How's the generalized behaviour of a two-qubit gate for the resulting two qubits?

Here e.g. CNOT:

If I apply the CNOT matrix to the tensor product, also the control qubit seems to get affected:

Control qubit

$$ \text{ctrl} = \begin{pmatrix} x \\ y \end{pmatrix} $$

Target qubit $$ \text{target} = \begin{pmatrix} \alpha \\ \beta \end{pmatrix} $$

Tensor product tp:

$$ \text{tp} = \text{ctrl} \otimes \text{target} = \begin{pmatrix} x \\ y \end{pmatrix} \otimes \begin{pmatrix} \alpha \\ \beta \end{pmatrix} = \begin{pmatrix} x\alpha \\ x\beta \\ y\alpha \\ y\beta \end{pmatrix} $$

Applying the CNOT gate with control qubit a and target qubit b:

$$ \text{res}_1 = \begin{pmatrix} 1 & 0 & 0 & 0 \\ 0 & 1 & 0 & 0 \\ 0 & 0 & 0 & 1 \\ 0 & 0 & 1 & 0 \\ \end{pmatrix} \begin{pmatrix} x\alpha \\ x\beta \\ y\alpha \\ y\beta \end{pmatrix} = \begin{pmatrix} x\alpha \\ x\beta \\ y\beta \\ y\alpha \end{pmatrix} $$

How to get the two results for the both qubits a and b out of this res1 vector representation (tensor product of the two resulting qubits?)?

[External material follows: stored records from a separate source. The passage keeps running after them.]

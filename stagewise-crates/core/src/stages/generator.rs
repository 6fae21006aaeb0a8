use log::debug;

use crate::interface::InterfaceFlags;
use crate::interface::StateDraft;
use crate::interface::GENERATE;
use crate::solutions::SubTrajectory;
use crate::stage::ComputeContext;
use crate::stage::ReadContext;
use crate::stage::Stage;

/// A newly generated state together with the solution which marks it as a starting point.
#[derive(Clone, Debug)]
pub struct Generated {
    pub state: StateDraft,
    pub solution: SubTrajectory,
}

impl Generated {
    pub fn new(state: StateDraft, solution: SubTrajectory) -> Self {
        Generated { state, solution }
    }
}

/// The domain computation of a [`Generator`].
pub trait Generate {
    /// Whether more candidates remain.
    fn can_compute(&self) -> bool;

    /// Produce the next candidate.
    fn compute(&mut self) -> Generated;
}

/// A stage without pull interfaces which synthesizes states and spawns them in both directions.
#[derive(Debug)]
pub struct Generator<G> {
    name: String,
    hook: G,
}

impl<G: Generate> Generator<G> {
    pub fn new(name: impl Into<String>, hook: G) -> Self {
        Generator {
            name: name.into(),
            hook,
        }
    }

    pub fn hook(&self) -> &G {
        &self.hook
    }

    pub fn hook_mut(&mut self) -> &mut G {
        &mut self.hook
    }
}

impl<G: Generate + 'static> Stage for Generator<G> {
    fn name(&self) -> &str {
        &self.name
    }

    fn required_interface(&self) -> InterfaceFlags {
        GENERATE
    }

    fn can_compute(&self, _context: ReadContext) -> bool {
        self.hook.can_compute()
    }

    fn compute(&mut self, mut context: ComputeContext) {
        let Generated { state, solution } = self.hook.compute();
        debug!(
            "{}: generated a state with priority {} (cost {})",
            self.name,
            state.priority,
            solution.cost()
        );

        let _ = context.spawn(state, solution);
    }
}
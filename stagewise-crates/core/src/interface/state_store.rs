use std::rc::Rc;

use super::Direction;
use super::InterfaceState;
use super::StateDraft;
use super::StateId;
use crate::basic_types::Cost;
use crate::containers::HashSet;
use crate::containers::KeyedVec;

/// Holds every state created in a pipeline.
///
/// States outlive their presence on an interface, since solutions keep referring to the states
/// they connect.
#[derive(Debug, Default)]
pub struct StateStore {
    states: KeyedVec<StateId, Rc<InterfaceState>>,
    pruned: HashSet<StateId>,
}

impl StateStore {
    pub(crate) fn create(&mut self, direction: Direction, draft: StateDraft) -> Rc<InterfaceState> {
        let slot = self.states.new_slot();
        let state = Rc::new(InterfaceState::new(slot.key(), direction, draft));
        let _ = slot.populate(Rc::clone(&state));

        state
    }

    /// Replace `state` by a copy with the given priority.
    pub(crate) fn reprioritise(
        &mut self,
        state: StateId,
        priority: Cost,
    ) -> Option<Rc<InterfaceState>> {
        let current = self.states.get_mut(state)?;
        let copy = Rc::new(current.with_priority(priority));
        *current = Rc::clone(&copy);

        Some(copy)
    }

    pub(crate) fn mark_pruned(&mut self, state: StateId) {
        let _ = self.pruned.insert(state);
    }

    pub fn get(&self, state: StateId) -> Option<&InterfaceState> {
        self.states.get(state).map(Rc::as_ref)
    }

    pub fn shared(&self, state: StateId) -> Option<Rc<InterfaceState>> {
        self.states.get(state).map(Rc::clone)
    }

    /// Whether `state` caused a failure and was removed from further consideration.
    pub fn is_pruned(&self, state: StateId) -> bool {
        self.pruned.contains(&state)
    }

    pub fn len(&self) -> usize {
        self.states.len()
    }

    pub fn is_empty(&self) -> bool {
        self.states.is_empty()
    }
}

Acc. to the linked answer, the resulting value for the target qubit b may be the vector built from the upper two values, i.e.

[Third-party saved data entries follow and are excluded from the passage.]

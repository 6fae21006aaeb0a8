use std::fmt::Debug;

use downcast_rs::impl_downcast;
use downcast_rs::Downcast;

// States and solutions carry their domain data as `Rc<dyn Payload>`; the domain hooks downcast it
// back to the concrete type they produced.
impl_downcast!(Payload);

/// The domain-specific data carried by a state or a solution (e.g. a robot configuration or a
/// trajectory).
///
/// The engine never inspects a payload; every `'static` type implementing [`Debug`] can be used.
pub trait Payload: Downcast + Debug {}

impl<T: Debug + 'static> Payload for T {}

#[cfg(test)]
mod tests {
    use std::rc::Rc;

    use super::Payload;

    #[test]
    fn payload_can_be_downcast() {
        let payload: Rc<dyn Payload> = Rc::new(42_i64);

        assert_eq!(Some(&42), payload.downcast_ref::<i64>());
        assert!(payload.downcast_ref::<String>().is_none());
    }
}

$$ \text{res}_\text{target} = \begin{pmatrix} x\alpha \\ x\beta \end{pmatrix} $$

Does the control qubit also get affected in that case? e.g.

$$ \text{res}_\text{ctrl} = \begin{pmatrix} y\beta \\ y\alpha \end{pmatrix} $$

Clearly building the tensor product of those two results wouldn't result in the

Answer 1

You seem to be confusing tensor product and direct sum. Direct sum is the stacking of top two over bottom two, but tensor product is as you wrote with quadratic combinations of the coefficients. This is because of the unfortunate situation that $2*2=2+2$.

So you are correct in getting

$$ \begin{pmatrix} x\alpha\\ x\beta\\ y\beta\\ y\alpha \end{pmatrix} $$

for the composite system. But you can't just take top two and bottom two entries to get results for target and control. That would be the direct sum decomposition not the tensor product decomposition.

That was just a coincidence in in the other answer. $x=1$ and $y=0$ there so the top two happened to give you the correct coefficients for something you could interpret as $res_{target}$.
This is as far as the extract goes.